EXERCISE DIRECTIONS: Track down each line below containing the string "contains" and copy it.

Source data
╔══

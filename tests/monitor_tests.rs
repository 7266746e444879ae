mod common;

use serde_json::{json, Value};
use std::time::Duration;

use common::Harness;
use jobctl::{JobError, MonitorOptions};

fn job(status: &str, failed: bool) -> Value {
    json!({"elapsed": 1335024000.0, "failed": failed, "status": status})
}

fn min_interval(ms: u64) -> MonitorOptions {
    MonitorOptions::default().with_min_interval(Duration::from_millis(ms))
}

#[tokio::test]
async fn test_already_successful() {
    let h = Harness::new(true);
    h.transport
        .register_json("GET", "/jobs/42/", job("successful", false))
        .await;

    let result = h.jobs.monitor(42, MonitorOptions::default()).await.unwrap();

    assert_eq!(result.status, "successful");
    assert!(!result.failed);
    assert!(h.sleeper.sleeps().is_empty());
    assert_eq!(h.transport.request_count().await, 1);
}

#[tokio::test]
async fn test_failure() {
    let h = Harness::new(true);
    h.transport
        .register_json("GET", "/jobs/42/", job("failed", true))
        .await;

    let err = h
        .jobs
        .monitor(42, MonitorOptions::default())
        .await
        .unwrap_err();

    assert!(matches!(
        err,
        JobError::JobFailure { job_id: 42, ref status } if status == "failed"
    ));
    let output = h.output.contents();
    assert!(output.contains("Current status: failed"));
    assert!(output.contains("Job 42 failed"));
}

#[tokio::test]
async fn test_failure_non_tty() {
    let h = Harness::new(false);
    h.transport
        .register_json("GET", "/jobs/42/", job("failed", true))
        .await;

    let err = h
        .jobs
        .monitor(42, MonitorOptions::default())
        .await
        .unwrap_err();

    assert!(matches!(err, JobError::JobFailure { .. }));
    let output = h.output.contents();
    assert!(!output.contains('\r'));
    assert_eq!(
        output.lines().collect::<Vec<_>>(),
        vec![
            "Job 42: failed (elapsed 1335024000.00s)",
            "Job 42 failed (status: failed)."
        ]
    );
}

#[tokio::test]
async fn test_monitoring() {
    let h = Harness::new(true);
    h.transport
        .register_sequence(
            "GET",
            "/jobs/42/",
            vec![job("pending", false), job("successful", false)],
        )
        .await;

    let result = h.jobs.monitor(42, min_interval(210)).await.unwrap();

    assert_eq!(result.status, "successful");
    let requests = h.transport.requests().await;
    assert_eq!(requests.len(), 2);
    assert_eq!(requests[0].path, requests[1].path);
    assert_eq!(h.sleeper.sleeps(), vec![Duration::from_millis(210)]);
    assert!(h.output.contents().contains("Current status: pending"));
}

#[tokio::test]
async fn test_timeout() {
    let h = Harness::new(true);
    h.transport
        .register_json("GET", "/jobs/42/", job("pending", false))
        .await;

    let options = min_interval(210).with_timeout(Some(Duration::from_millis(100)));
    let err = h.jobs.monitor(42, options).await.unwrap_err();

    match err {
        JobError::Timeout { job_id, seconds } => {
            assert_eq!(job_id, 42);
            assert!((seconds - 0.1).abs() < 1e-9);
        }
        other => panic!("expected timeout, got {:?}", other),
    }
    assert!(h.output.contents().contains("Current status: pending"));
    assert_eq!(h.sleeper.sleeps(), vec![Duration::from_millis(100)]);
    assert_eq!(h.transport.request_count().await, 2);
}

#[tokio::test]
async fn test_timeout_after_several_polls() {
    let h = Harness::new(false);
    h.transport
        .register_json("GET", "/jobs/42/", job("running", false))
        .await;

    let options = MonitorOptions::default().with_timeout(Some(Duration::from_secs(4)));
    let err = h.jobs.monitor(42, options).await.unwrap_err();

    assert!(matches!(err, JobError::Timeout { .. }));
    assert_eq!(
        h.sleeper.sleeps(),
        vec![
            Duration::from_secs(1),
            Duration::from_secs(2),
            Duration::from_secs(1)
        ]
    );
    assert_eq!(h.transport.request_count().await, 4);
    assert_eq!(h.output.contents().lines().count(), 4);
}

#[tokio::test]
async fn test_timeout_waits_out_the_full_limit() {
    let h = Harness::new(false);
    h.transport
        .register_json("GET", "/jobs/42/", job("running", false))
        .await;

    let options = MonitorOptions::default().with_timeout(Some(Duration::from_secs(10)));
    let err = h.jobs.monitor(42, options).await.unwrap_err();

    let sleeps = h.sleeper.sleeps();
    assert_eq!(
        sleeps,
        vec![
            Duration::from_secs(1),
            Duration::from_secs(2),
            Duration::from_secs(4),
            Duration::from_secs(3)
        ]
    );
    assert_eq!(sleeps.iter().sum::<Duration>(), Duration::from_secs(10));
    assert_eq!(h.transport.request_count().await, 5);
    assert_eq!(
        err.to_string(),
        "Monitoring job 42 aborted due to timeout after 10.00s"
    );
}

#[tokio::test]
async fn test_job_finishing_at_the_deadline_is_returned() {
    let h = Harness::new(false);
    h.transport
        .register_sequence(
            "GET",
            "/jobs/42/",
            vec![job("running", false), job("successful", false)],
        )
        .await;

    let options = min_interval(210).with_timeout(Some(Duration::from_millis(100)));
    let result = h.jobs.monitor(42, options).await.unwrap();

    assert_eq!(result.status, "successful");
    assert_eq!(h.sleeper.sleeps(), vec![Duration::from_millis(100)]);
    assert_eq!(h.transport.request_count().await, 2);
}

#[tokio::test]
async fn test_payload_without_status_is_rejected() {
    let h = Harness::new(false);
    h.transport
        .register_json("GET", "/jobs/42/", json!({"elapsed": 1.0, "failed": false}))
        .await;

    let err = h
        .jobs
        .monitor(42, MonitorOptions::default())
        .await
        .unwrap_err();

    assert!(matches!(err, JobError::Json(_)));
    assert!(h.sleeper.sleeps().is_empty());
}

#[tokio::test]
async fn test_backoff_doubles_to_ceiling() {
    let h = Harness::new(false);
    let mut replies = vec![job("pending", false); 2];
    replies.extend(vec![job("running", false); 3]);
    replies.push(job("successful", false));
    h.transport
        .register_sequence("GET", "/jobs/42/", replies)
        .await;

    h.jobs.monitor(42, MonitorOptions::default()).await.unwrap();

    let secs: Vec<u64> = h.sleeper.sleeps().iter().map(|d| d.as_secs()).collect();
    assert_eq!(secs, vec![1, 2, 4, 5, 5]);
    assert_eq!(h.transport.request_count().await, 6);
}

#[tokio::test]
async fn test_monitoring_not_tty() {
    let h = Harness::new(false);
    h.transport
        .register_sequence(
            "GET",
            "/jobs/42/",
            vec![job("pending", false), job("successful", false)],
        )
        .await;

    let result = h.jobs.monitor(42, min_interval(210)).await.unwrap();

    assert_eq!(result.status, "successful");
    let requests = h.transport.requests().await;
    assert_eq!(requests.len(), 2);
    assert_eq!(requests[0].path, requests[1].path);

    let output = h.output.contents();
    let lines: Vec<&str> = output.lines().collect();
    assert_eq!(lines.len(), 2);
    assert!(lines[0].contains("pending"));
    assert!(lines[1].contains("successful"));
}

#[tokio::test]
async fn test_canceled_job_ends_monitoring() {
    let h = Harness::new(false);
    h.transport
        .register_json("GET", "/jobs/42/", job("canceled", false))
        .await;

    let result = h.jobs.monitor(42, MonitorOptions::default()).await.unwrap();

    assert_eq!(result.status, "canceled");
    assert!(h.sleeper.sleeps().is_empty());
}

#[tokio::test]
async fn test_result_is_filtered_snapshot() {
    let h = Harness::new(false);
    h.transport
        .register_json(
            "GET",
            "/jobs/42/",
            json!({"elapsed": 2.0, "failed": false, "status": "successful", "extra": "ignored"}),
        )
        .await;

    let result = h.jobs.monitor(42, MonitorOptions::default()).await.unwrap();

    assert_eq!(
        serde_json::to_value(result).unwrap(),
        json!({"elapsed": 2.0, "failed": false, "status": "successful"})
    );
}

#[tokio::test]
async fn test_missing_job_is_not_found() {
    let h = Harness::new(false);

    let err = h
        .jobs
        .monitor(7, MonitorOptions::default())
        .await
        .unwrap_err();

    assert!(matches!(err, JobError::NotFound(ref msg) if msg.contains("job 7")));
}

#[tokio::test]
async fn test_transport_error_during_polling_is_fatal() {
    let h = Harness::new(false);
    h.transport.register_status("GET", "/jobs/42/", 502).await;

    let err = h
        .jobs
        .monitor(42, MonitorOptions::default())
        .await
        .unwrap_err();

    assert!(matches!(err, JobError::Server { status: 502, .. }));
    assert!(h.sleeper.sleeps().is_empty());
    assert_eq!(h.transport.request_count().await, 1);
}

╚══

SOLVED PROBLEM:
    assert!(output.contains("Current status: failed"));
    assert!(output.contains("Job 42 failed"));
    assert!(!output.contains('\r'));
    assert!(h.output.contents().contains("Current status: pending"));
    assert!(h.output.contents().contains("Current status: pending"));
    assert!(lines[0].contains("pending"));
    assert!(lines[1].contains("successful"));
    assert!(matches!(err, JobError::NotFound(ref msg) if msg.contains("job 7")));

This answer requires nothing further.